Part 1 of an exploration of 'love' in the Christian life

The French call it l’esprit d’escalier—which means something like ‘the wit of the staircase’. It’s that clever thing you wished you’d said but only thought of after the conversation was over. 

After last week’s post on faith, I had two of these moments—one I thought of myself and one pointed out by a friend. After a comment from a friend, I really wished I’d made more of the fact that ‘faith in a word of promise’ is the character of the Christian life because it is the character of the God we relate to. He is the covenant-making, promising, speaking God, and so the primary way we relate to him is by accepting and trusting his word. I kind of implied this at various points in last week’s post, but never actually came out and said it (which leaves me shaking my head on the staircase).

Making the connection between God as a speaker and our response of faith is important because it helps us discern false versions of how the Christian life unfolds. It helps us see, for example, that Christian experience is not mystical (where we feel our way towards a wordless force or power); nor is the Christian life lived by sight (neither in the need to see miraculous signs, nor in representing God visually); nor is it a prosperity cult (where God is a capricious non-communicative power that you have to please in order to be blessed). 

The God of the Bible is personal and verbal, and that’s why the primary way we relate to him is by trusting what he says. 

And by talking to him. 

That’s the second thing I wish I’d included in last week’s post—and thought of almost immediately after I pressed ‘Publish Now’. Possibly the most important implication of ‘faith’ as the foundational virtue of the Christian life is prayer. Prayer is faith put into words. It’s our trust in God verbalized in the midst of life—as we call on him, make our requests to him, cast our cares on him, and generally express the fact that we depend upon him for everything. And so faith is strengthened as we hear the word of God and as we exercise our faith in prayer. 

(I’m hoping to turn these posts into a little book about the Christian life in due course, and so these staircase thoughts won’t be completely wasted.) 

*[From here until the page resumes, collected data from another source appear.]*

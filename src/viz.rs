//! Segment charts rendered with Plotters
//!
//! Each chart is split into a pure data step (`proportion_slices`,
//! `snake_plot_data`) and a drawing step that writes a PNG.

use crate::data::ClusterSummaryRecord;
use plotters::element::Pie;
use plotters::prelude::*;
use std::path::{Path, PathBuf};

/// Color palette for segments, in summary order
const SEGMENT_COLORS: [RGBColor; 5] = [RED, BLUE, GREEN, YELLOW, MAGENTA];

const REFERENCE_COLOR: RGBColor = RGBColor(128, 128, 128);

pub const PROPORTION_TITLE: &str = "Percentage of Customer Base by Segment";
pub const SNAKE_TITLE: &str = "Normalized RFM Values (1.0 = Average Customer)";
pub const REFERENCE_LABEL: &str = "Average Customer (1.0)";

/// Inner radius of the ring as a fraction of the outer radius
pub const DONUT_HOLE_RATIO: f64 = 0.4;

/// Axis names of the snake plot, in plotting order
pub const METRIC_NAMES: [&str; 3] = ["Recency_Mean", "Frequency_Mean", "Monetary_Mean"];

pub const PROPORTION_FILE: &str = "segment_proportions.png";
pub const SNAKE_FILE: &str = "snake_plot.png";

fn segment_color(index: usize) -> RGBColor {
    SEGMENT_COLORS.get(index).copied().unwrap_or(BLACK)
}

/// One ring slice
#[derive(Debug, Clone, PartialEq)]
pub struct ProportionSlice {
    pub segment: String,
    pub percentage: f64,
}

impl ProportionSlice {
    /// Share of the ring in percent, relative to the sum of all slices
    pub fn share(&self, total: f64) -> f64 {
        if total > 0.0 {
            self.percentage / total * 100.0
        } else {
            0.0
        }
    }
}

/// One slice per summary row, sized by Percentage
pub fn proportion_slices(summary: &[ClusterSummaryRecord]) -> Vec<ProportionSlice> {
    summary
        .iter()
        .map(|s| ProportionSlice {
            segment: s.strategic_name.clone(),
            percentage: s.percentage,
        })
        .collect()
}

/// Normalized metric line for one segment
#[derive(Debug, Clone, PartialEq)]
pub struct SnakeSeries {
    pub segment: String,
    /// Recency, Frequency, Monetary divided by their cross-cluster mean
    pub values: [f64; 3],
}

#[derive(Debug, Clone, PartialEq)]
pub struct SnakePlot {
    /// Cross-cluster mean of each metric column
    pub global_means: [f64; 3],
    pub series: Vec<SnakeSeries>,
}

impl SnakePlot {
    /// Largest normalized value, or 1.0 for an empty plot
    pub fn max_value(&self) -> f64 {
        self.series
            .iter()
            .flat_map(|s| s.values.iter().copied())
            .fold(1.0, f64::max)
    }
}

/// Divide each cluster's mean metrics by the cross-cluster average
///
/// A metric whose cross-cluster mean is zero normalizes to 0.0.
pub fn snake_plot_data(summary: &[ClusterSummaryRecord]) -> SnakePlot {
    let metrics = |s: &ClusterSummaryRecord| [s.recency_mean, s.frequency_mean, s.monetary_mean];

    let mut global_means = [0.0; 3];
    if !summary.is_empty() {
        for record in summary {
            for (sum, value) in global_means.iter_mut().zip(metrics(record)) {
                *sum += value;
            }
        }
        for mean in global_means.iter_mut() {
            *mean /= summary.len() as f64;
        }
    }

    let series = summary
        .iter()
        .map(|record| {
            let raw = metrics(record);
            let mut values = [0.0; 3];
            for i in 0..3 {
                values[i] = if global_means[i] != 0.0 {
                    raw[i] / global_means[i]
                } else {
                    0.0
                };
            }
            SnakeSeries {
                segment: record.strategic_name.clone(),
                values,
            }
        })
        .collect();

    SnakePlot {
        global_means,
        series,
    }
}

/// Axis tick text for the metric at position `x`
fn metric_axis_label(x: f64) -> String {
    let index = x.round();
    if (x - index).abs() > 1e-6 || index < 0.0 {
        return String::new();
    }
    METRIC_NAMES
        .get(index as usize)
        .map(|name| name.to_string())
        .unwrap_or_default()
}

/// Draw the ring chart of segment sizes
pub fn draw_proportion_chart(slices: &[ProportionSlice], output_path: &Path) -> crate::Result<()> {
    if slices.is_empty() {
        anyhow::bail!("Cannot draw a proportion chart without segments");
    }

    let root = BitMapBackend::new(output_path, (800, 600)).into_drawing_area();
    root.fill(&WHITE)?;
    let root = root.titled(PROPORTION_TITLE, ("sans-serif", 28))?;

    let (width, height) = root.dim_in_pixel();
    let center = (width as i32 / 2, height as i32 / 2);
    let radius = f64::from(width.min(height)) * 0.35;

    let sizes: Vec<f64> = slices.iter().map(|s| s.percentage).collect();
    let colors: Vec<RGBColor> = (0..slices.len()).map(segment_color).collect();
    let labels: Vec<String> = slices.iter().map(|s| s.segment.clone()).collect();

    let mut pie = Pie::new(&center, &radius, &sizes, &colors, &labels);
    pie.start_angle(-90.0);
    pie.label_style(("sans-serif", 16).into_font().color(&BLACK));
    pie.percentages(("sans-serif", 14).into_font().color(&WHITE));
    pie.donut_hole(radius * DONUT_HOLE_RATIO);
    root.draw(&pie)?;

    root.present()?;
    log::info!("Proportion chart saved to: {}", output_path.display());

    Ok(())
}

/// Draw the snake plot with one line per segment and the 1.0 reference line
pub fn draw_snake_plot(snake: &SnakePlot, output_path: &Path) -> crate::Result<()> {
    if snake.series.is_empty() {
        anyhow::bail!("Cannot draw a snake plot without segments");
    }

    let y_max = snake.max_value() * 1.15;
    let x_range = -0.25f64..2.25f64;

    let root = BitMapBackend::new(output_path, (800, 600)).into_drawing_area();
    root.fill(&WHITE)?;

    let mut chart = ChartBuilder::on(&root)
        .caption(SNAKE_TITLE, ("sans-serif", 24))
        .margin(10)
        .x_label_area_size(50)
        .y_label_area_size(60)
        .build_cartesian_2d(x_range.clone(), 0f64..y_max)?;

    chart
        .configure_mesh()
        .x_labels(3)
        .x_label_formatter(&|x| metric_axis_label(*x))
        .x_desc("RFM Metric")
        .y_desc("Normalized Value")
        .axis_desc_style(("sans-serif", 15))
        .draw()?;

    chart
        .draw_series(LineSeries::new(
            vec![(x_range.start, 1.0), (x_range.end, 1.0)],
            REFERENCE_COLOR.stroke_width(1),
        ))?
        .label(REFERENCE_LABEL)
        .legend(|(x, y)| PathElement::new(vec![(x, y), (x + 20, y)], REFERENCE_COLOR.stroke_width(1)));

    for (i, series) in snake.series.iter().enumerate() {
        let color = segment_color(i);
        let points: Vec<(f64, f64)> = series
            .values
            .iter()
            .enumerate()
            .map(|(x, &y)| (x as f64, y))
            .collect();

        chart
            .draw_series(LineSeries::new(points.clone(), color.stroke_width(2)))?
            .label(series.segment.clone())
            .legend(move |(x, y)| PathElement::new(vec![(x, y), (x + 20, y)], color.stroke_width(2)));

        chart.draw_series(points.into_iter().map(|p| Circle::new(p, 4, color.filled())))?;
    }

    chart
        .configure_series_labels()
        .background_style(WHITE.mix(0.8))
        .border_style(BLACK)
        .draw()?;

    root.present()?;
    log::info!("Snake plot saved to: {}", output_path.display());

    Ok(())
}

/// Paths of the two chart images
#[derive(Debug, Clone, PartialEq, Eq)]
pub struct ChartFiles {
    pub proportions: PathBuf,
    pub snake: PathBuf,
}

impl ChartFiles {
    pub fn in_dir(dir: &Path) -> Self {
        Self {
            proportions: dir.join(PROPORTION_FILE),
            snake: dir.join(SNAKE_FILE),
        }
    }
}

/// Draw both charts for `summary` into `output_dir`
pub fn render_charts(summary: &[ClusterSummaryRecord], output_dir: &Path) -> crate::Result<ChartFiles> {
    std::fs::create_dir_all(output_dir)?;
    let files = ChartFiles::in_dir(output_dir);

    draw_proportion_chart(&proportion_slices(summary), &files.proportions)?;
    draw_snake_plot(&snake_plot_data(summary), &files.snake)?;

    Ok(files)
}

But enough apologies about last week. Time to think about the second virtue of the three—love. And because love is more complicated than it first appears, it’s going to take two Payneful Truths to cover it even moderately well. Here’s part 1.


The two loves

I’m lovin’ it. Love your work. Love what you’ve done to your hair. I love my wife. I love golf and lazy Saturday mornings. What’s love, but a second-hand emotion? 

If ‘faith’ is a saggy, middle-aged word that has put on too much weight around the middle,  what are we going to say about ‘love’? It’s so bloated with meanings, associations and cliched usages, we hardly recognise it any more.  

Perhaps this is why we don’t talk as much these days about ‘love’ as the summary and capstone of Christian living—even though the Bible does repeatedly. Maybe it just feels too vague and soppy, like a soft-focus picture of puppies on a 1 Corinthians 13 poster. 

In fact, even if we do want to be biblical and talk more about love, 1 Corinthians 13 illustrates our problem. Just what is ‘love’ in this passage?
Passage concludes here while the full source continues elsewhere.